◆ **What you have to do**
A full, exact copy of the records below is the required answer.

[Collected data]
•••••
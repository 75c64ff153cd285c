//! Identity provider interface.
//!
//! The authentication guard only knows [`IdentityProvider::verify`]. The shipped
//! implementation verifies JWTs locally; a provider that calls out to a remote
//! identity service reports outages as [`VerifyError::Unavailable`] so the guard can
//! tell "bad credential" apart from "cannot check right now".

use async_trait::async_trait;
use serde::{Deserialize, Serialize};
use tastelog_config::JwtConfig;

use crate::claims::Claims;
use crate::jwt::verify_token;

/// A fully verified caller.
#[derive(Debug, Clone, PartialEq, Eq, Serialize, Deserialize)]
pub struct UserIdentity {
    pub user_id: String,
    pub email: Option<String>,
    pub roles: Vec<String>,
}

impl UserIdentity {
    pub fn has_role(&self, role: &str) -> bool {
        self.roles.iter().any(|r| r == role)
    }
}

impl From<Claims> for UserIdentity {
    fn from(claims: Claims) -> Self {
        Self {
            user_id: claims.sub,
            email: claims.email,
            roles: claims.roles,
        }
    }
}

#[derive(Debug, Clone, PartialEq, Eq, thiserror::Error)]
pub enum VerifyError {
    #[error("token expired")]
    Expired,

    #[error("invalid token: {0}")]
    Invalid(String),

    #[error("identity provider unavailable: {0}")]
    Unavailable(String),
}

impl VerifyError {
    /// `true` when the credential itself was rejected, as opposed to the provider
    /// being unreachable.
    pub fn is_rejection(&self) -> bool {
        matches!(self, Self::Expired | Self::Invalid(_))
    }
}

#[async_trait]
pub trait IdentityProvider: Send + Sync + std::fmt::Debug {
    async fn verify(&self, bearer_token: &str) -> Result<UserIdentity, VerifyError>;
}

/// Verifies HS256 access tokens with a shared secret.
#[derive(Debug, Clone)]
pub struct JwtIdentityProvider {
    config: JwtConfig,
}

impl JwtIdentityProvider {
    pub fn new(config: JwtConfig) -> Self {
        Self { config }
    }
}

#[async_trait]
impl IdentityProvider for JwtIdentityProvider {
    async fn verify(&self, bearer_token: &str) -> Result<UserIdentity, VerifyError> {
        verify_token(bearer_token, &self.config).map(UserIdentity::from)
    }
}

#[cfg(test)]
mod tests {
    use super::*;
    use crate::jwt::create_access_token;

    fn config() -> JwtConfig {
        JwtConfig {
            secret: "provider-test-secret-with-enough-length".to_string(),
            access_token_expiry: 600,
            leeway_secs: 0,
        }
    }

    #[tokio::test]
    async fn test_jwt_provider_resolves_identity() {
        let provider = JwtIdentityProvider::new(config());
        let token =
            create_access_token("user-7", None, vec!["admin".to_string()], &config()).unwrap();

        let identity = provider.verify(&token).await.unwrap();
        assert_eq!(identity.user_id, "user-7");
        assert!(identity.has_role("admin"));
        assert!(!identity.has_role("moderator"));
    }

    #[tokio::test]
    async fn test_jwt_provider_rejects_garbage() {
        let provider = JwtIdentityProvider::new(config());
        let err = provider.verify("abc.def.ghi").await.unwrap_err();
        assert!(err.is_rejection());
    }

    #[test]
    fn test_unavailable_is_not_rejection() {
        assert!(!VerifyError::Unavailable("timeout".into()).is_rejection());
        assert!(VerifyError::Expired.is_rejection());
    }
}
•••••
◆ **Solution**
repository 75c64ff153cd285c
//! Identity provider interface.
//!
//! The authentication guard only knows [`IdentityProvider::verify`]. The shipped
//! implementation verifies JWTs locally; a provider that calls out to a remote
//! identity service reports outages as [`VerifyError::Unavailable`] so the guard can
//! tell "bad credential" apart from "cannot check right now".

use async_trait::async_trait;
use serde::{Deserialize, Serialize};
use tastelog_config::JwtConfig;

use crate::claims::Claims;
use crate::jwt::verify_token;

/// A fully verified caller.
#[derive(Debug, Clone, PartialEq, Eq, Serialize, Deserialize)]
pub struct UserIdentity {
    pub user_id: String,
    pub email: Option<String>,
    pub roles: Vec<String>,
}

impl UserIdentity {
    pub fn has_role(&self, role: &str) -> bool {
        self.roles.iter().any(|r| r == role)
    }
}

impl From<Claims> for UserIdentity {
    fn from(claims: Claims) -> Self {
        Self {
            user_id: claims.sub,
            email: claims.email,
            roles: claims.roles,
        }
    }
}

#[derive(Debug, Clone, PartialEq, Eq, thiserror::Error)]
pub enum VerifyError {
    #[error("token expired")]
    Expired,

    #[error("invalid token: {0}")]
    Invalid(String),

    #[error("identity provider unavailable: {0}")]
    Unavailable(String),
}

impl VerifyError {
    /// `true` when the credential itself was rejected, as opposed to the provider
    /// being unreachable.
    pub fn is_rejection(&self) -> bool {
        matches!(self, Self::Expired | Self::Invalid(_))
    }
}

#[async_trait]
pub trait IdentityProvider: Send + Sync + std::fmt::Debug {
    async fn verify(&self, bearer_token: &str) -> Result<UserIdentity, VerifyError>;
}

/// Verifies HS256 access tokens with a shared secret.
#[derive(Debug, Clone)]
pub struct JwtIdentityProvider {
    config: JwtConfig,
}

impl JwtIdentityProvider {
    pub fn new(config: JwtConfig) -> Self {
        Self { config }
    }
}

#[async_trait]
impl IdentityProvider for JwtIdentityProvider {
    async fn verify(&self, bearer_token: &str) -> Result<UserIdentity, VerifyError> {
        verify_token(bearer_token, &self.config).map(UserIdentity::from)
    }
}

#[cfg(test)]
mod tests {
    use super::*;
    use crate::jwt::create_access_token;

    fn config() -> JwtConfig {
        JwtConfig {
            secret: "provider-test-secret-with-enough-length".to_string(),
            access_token_expiry: 600,
            leeway_secs: 0,
        }
    }

    #[tokio::test]
    async fn test_jwt_provider_resolves_identity() {
        let provider = JwtIdentityProvider::new(config());
        let token =
            create_access_token("user-7", None, vec!["admin".to_string()], &config()).unwrap();

        let identity = provider.verify(&token).await.unwrap();
        assert_eq!(identity.user_id, "user-7");
        assert!(identity.has_role("admin"));
        assert!(!identity.has_role("moderator"));
    }

    #[tokio::test]
    async fn test_jwt_provider_rejects_garbage() {
        let provider = JwtIdentityProvider::new(config());
        let err = provider.verify("abc.def.ghi").await.unwrap_err();
        assert!(err.is_rejection());
    }

    #[test]
    fn test_unavailable_is_not_rejection() {
        assert!(!VerifyError::Unavailable("timeout".into()).is_rejection());
        assert!(VerifyError::Expired.is_rejection());
    }
}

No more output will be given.